Input data —
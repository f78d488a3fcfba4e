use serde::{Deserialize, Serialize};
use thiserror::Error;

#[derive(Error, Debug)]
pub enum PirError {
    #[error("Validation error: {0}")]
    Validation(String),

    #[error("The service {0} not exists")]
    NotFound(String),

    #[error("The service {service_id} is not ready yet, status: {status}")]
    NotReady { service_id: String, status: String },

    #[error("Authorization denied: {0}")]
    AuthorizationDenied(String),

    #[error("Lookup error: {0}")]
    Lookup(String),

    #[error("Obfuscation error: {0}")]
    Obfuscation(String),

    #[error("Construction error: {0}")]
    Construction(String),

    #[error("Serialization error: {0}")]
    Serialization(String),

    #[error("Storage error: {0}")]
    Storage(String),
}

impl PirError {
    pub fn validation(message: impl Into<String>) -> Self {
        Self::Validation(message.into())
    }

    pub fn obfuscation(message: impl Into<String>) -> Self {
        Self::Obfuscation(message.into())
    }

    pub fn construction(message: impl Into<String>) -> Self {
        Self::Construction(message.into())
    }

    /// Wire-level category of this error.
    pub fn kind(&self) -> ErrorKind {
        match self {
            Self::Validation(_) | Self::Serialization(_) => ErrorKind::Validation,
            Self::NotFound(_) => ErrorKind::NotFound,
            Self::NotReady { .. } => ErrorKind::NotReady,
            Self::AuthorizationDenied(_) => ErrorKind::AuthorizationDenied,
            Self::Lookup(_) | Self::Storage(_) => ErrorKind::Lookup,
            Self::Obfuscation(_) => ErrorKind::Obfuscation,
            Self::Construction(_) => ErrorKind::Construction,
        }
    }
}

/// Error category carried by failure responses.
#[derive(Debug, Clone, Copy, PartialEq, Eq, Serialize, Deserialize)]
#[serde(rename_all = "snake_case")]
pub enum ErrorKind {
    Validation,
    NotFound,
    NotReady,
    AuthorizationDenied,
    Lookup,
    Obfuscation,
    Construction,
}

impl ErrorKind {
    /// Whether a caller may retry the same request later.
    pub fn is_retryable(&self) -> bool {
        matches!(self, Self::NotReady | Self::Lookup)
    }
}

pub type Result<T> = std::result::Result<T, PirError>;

--

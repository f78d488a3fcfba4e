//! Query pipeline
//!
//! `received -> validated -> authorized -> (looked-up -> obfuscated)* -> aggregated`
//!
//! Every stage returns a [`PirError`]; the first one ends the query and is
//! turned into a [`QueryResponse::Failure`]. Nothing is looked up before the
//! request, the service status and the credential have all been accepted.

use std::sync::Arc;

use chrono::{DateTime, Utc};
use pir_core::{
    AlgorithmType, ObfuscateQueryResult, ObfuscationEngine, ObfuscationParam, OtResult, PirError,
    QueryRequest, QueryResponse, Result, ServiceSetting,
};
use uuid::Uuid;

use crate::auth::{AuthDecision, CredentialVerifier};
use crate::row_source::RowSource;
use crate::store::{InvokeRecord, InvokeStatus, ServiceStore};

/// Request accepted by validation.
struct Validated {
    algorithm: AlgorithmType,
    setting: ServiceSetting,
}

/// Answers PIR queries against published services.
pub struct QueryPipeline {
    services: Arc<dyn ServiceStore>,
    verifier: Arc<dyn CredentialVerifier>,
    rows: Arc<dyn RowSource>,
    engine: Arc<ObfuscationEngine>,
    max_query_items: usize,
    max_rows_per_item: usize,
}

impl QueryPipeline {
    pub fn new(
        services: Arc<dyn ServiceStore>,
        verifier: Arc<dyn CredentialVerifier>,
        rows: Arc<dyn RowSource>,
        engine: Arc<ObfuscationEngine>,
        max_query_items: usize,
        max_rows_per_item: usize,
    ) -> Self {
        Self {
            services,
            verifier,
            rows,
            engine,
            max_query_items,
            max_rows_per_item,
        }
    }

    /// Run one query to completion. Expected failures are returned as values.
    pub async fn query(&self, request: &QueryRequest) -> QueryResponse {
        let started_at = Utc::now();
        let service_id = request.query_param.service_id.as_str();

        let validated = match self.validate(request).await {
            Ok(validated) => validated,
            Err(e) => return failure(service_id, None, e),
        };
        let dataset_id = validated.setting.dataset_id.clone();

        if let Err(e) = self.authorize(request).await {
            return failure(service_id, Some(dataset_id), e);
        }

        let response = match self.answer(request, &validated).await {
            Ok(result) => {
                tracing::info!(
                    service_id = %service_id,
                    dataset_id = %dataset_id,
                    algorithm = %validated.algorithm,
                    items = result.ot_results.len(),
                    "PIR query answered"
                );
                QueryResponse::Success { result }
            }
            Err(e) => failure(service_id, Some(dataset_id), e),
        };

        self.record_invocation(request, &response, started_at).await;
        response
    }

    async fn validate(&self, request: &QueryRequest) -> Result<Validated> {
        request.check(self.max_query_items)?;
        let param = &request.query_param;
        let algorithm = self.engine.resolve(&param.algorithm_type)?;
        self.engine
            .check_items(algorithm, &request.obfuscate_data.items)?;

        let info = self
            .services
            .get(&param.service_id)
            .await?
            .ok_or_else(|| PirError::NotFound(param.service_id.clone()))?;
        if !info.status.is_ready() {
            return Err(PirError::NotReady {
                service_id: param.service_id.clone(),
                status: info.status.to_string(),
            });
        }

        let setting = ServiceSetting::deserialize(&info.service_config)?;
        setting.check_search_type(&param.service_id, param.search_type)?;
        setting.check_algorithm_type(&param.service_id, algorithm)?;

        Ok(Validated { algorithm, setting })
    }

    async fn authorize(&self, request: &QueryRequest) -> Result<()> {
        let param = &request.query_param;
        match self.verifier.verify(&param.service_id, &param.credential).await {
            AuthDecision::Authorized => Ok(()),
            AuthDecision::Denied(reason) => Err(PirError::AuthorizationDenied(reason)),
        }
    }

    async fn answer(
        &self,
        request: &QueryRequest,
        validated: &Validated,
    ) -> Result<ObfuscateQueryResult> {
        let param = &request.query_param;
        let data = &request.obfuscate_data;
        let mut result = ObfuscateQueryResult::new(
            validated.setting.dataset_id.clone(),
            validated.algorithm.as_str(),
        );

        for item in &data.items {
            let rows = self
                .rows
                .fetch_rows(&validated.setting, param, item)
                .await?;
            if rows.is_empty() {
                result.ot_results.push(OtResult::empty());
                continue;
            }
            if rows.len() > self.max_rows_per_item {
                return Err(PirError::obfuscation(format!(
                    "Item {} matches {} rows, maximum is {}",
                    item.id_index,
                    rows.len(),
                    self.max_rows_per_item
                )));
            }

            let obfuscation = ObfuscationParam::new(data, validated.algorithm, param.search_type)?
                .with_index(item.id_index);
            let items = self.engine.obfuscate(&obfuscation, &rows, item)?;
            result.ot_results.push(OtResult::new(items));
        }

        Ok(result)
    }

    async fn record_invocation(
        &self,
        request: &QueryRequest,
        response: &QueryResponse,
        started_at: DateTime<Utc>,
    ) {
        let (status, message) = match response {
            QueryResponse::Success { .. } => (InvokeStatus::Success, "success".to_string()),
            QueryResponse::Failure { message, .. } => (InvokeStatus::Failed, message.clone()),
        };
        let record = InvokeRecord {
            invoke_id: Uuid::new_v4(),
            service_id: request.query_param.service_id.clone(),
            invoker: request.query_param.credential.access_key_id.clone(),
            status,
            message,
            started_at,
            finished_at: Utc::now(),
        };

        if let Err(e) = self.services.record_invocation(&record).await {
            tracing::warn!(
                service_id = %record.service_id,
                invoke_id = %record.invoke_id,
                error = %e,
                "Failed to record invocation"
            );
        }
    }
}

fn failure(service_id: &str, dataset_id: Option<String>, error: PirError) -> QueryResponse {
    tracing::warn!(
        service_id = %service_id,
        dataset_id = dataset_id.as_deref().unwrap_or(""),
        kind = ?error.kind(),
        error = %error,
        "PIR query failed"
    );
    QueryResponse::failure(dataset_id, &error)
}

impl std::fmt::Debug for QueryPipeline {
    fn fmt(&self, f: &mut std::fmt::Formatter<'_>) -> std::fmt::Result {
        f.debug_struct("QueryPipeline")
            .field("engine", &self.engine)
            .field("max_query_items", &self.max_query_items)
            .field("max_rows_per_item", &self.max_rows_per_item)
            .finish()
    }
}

What the exercise asks — Copy every line of the material in which the word "Some" occurs.

Result —
            return failure(service_id, Some(dataset_id), e);
            Err(e) => failure(service_id, Some(dataset_id), e),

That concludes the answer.